Sauerbraten
List of Ingredients
- 1 lb 10 oz boneless beef
- 2 medium onions
- 2 packs soup vegetables (turnip, parsnip, swede, parstley root etc.)
- 5 juniper berries
- 15 peppercorns
- 5 allspice berries
- 2 cloves
- 1 bay leaf
- 9 fl oz wine vinegar
- 13 fl oz water
- 2 tbsp vegetable fat
- salt
- freshly ground pepper
- 13 fl oz marinade
- 2 oz ginger biscuits
Instructions
- Rinse the beef under cold running water, pat dry and place in a dish.
- Peel and slice the onions. Wash, wipe and finely chop the soup vegetables. Mix the onions and vegetables with the juniper berries, peppercorns, allspice, cloves, bay leaf, wine vinegar and water. Place the meat in the marinade. Cover with a lid and leave in a cool place for about 4 days, turning the meat occasionally. When the meat has finished marinating, pat it dry and reserve the marinade.

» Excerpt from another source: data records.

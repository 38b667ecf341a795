use super::*;
use std::path::PathBuf;

fn document(text: &str) -> Document {
    Document {
        source: PathBuf::from("docs/enrolment.txt"),
        text: text.to_string(),
    }
}

fn small_config() -> ChunkingConfig {
    ChunkingConfig {
        chunk_size: 120,
        chunk_overlap: 30,
    }
}

fn long_text() -> String {
    let mut text = String::new();
    for section in 0..12 {
        text.push_str(&format!(
            "Section {section}. Students must enrol in core courses before the census date. \
             Late enrolment requires approval from the program manager.\n"
        ));
        if section % 3 == 2 {
            text.push('\n');
        }
    }
    text
}

fn prefix_chars(text: &str, count: usize) -> String {
    text.chars().take(count).collect()
}

fn suffix_chars(text: &str, count: usize) -> String {
    let total = text.chars().count();
    text.chars().skip(total.saturating_sub(count)).collect()
}

#[test]
fn short_document_is_single_chunk() {
    let doc = document("Enrol in COSC1111 by March 1.");
    let chunks = chunk_document(&doc, &ChunkingConfig::default());

    assert_eq!(chunks.len(), 1);
    assert_eq!(chunks[0].content, "Enrol in COSC1111 by March 1.");
    assert_eq!(chunks[0].source, "docs/enrolment.txt");
    assert_eq!(chunks[0].chunk_index, 0);
    assert_eq!(chunks[0].char_count, 29);
}

#[test]
fn empty_and_whitespace_documents_yield_nothing() {
    assert!(chunk_document(&document(""), &ChunkingConfig::default()).is_empty());
    assert!(chunk_document(&document(" \n\n\t "), &ChunkingConfig::default()).is_empty());
}

#[test]
fn chunks_respect_maximum_size() {
    let text = long_text();
    let config = small_config();

    let chunks = split_text(&text, &config);

    assert!(chunks.len() > 1);
    for chunk in &chunks {
        assert!(
            chunk.chars().count() <= config.chunk_size,
            "chunk of {} chars exceeds {}",
            chunk.chars().count(),
            config.chunk_size
        );
    }
}

#[test]
fn consecutive_chunks_share_overlap() {
    let text = long_text();
    let config = small_config();

    let chunks = split_text(&text, &config);

    for pair in chunks.windows(2) {
        assert_eq!(
            suffix_chars(&pair[0], config.chunk_overlap),
            prefix_chars(&pair[1], config.chunk_overlap)
        );
    }
}

#[test]
fn chunks_cover_the_whole_document() {
    let text = long_text();
    let config = small_config();

    let chunks = split_text(&text, &config);

    let mut rebuilt = chunks[0].clone();
    for chunk in &chunks[1..] {
        rebuilt.extend(chunk.chars().skip(config.chunk_overlap));
    }
    assert_eq!(rebuilt, text);
}

#[test]
fn prefers_paragraph_breaks() {
    let paragraph = "word ".repeat(14);
    let text = format!("{paragraph}\n\n{paragraph}\n\n{paragraph}");
    let config = ChunkingConfig {
        chunk_size: 100,
        chunk_overlap: 10,
    };

    let chunks = split_text(&text, &config);

    assert!(chunks[0].ends_with("\n\n"));
}

#[test]
fn hard_cut_without_separators() {
    let text = "x".repeat(250);
    let config = ChunkingConfig {
        chunk_size: 100,
        chunk_overlap: 20,
    };

    let chunks = split_text(&text, &config);

    assert_eq!(
        chunks.iter().map(String::len).collect::<Vec<_>>(),
        vec![100, 100, 90]
    );
}

#[test]
fn multibyte_text_is_measured_in_chars() {
    let text = "é".repeat(250);
    let config = ChunkingConfig {
        chunk_size: 100,
        chunk_overlap: 20,
    };

    let chunks = split_text(&text, &config);

    assert_eq!(chunks.len(), 3);
    assert!(chunks.iter().all(|c| c.chars().count() <= 100));
}

#[test]
fn zero_overlap_partitions_text() {
    let text = long_text();
    let config = ChunkingConfig {
        chunk_size: 150,
        chunk_overlap: 0,
    };

    let chunks = split_text(&text, &config);

    assert_eq!(chunks.concat(), text);
}

#[test]
fn chunk_indices_are_sequential() {
    let doc = document(&long_text());
    let chunks = chunk_document(&doc, &small_config());

    for (expected, chunk) in chunks.iter().enumerate() {
        assert_eq!(chunk.chunk_index, expected);
        assert_eq!(chunk.char_count, chunk.content.chars().count());
    }
}

#[test]
fn whitespace_only_windows_are_dropped() {
    let text = format!("alpha {} omega", "\n".repeat(300));
    let config = ChunkingConfig {
        chunk_size: 100,
        chunk_overlap: 10,
    };

    let chunks = chunk_document(&document(&text), &config);

    assert!(chunks.len() >= 2);
    assert!(chunks.iter().all(|c| !c.content.trim().is_empty()));
    assert!(chunks[0].content.contains("alpha"));
    assert!(chunks[chunks.len() - 1].content.contains("omega"));
    for (expected, chunk) in chunks.iter().enumerate() {
        assert_eq!(chunk.chunk_index, expected);
    }
}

- Heat the vegetable fat in a pan and brown the meat well all over. Season with salt and freshly ground pepper, add the drained soup vegetables und cook for a few minutes more. Measure out 13 fl oz of the marinade and pour a little over the meat. Braise the meat, turning occasionally. Gradually replace the evaporated liquid.
- Break the ginger biscuits into small pieces and add after the meat has been cooking for 1 1/2 hours. Leave the cooked meat to stand for about 10 minutes before carving, so that the meat juice settle. Cut the meat into slices and serve on a warmed dish. Strain the Meat juices.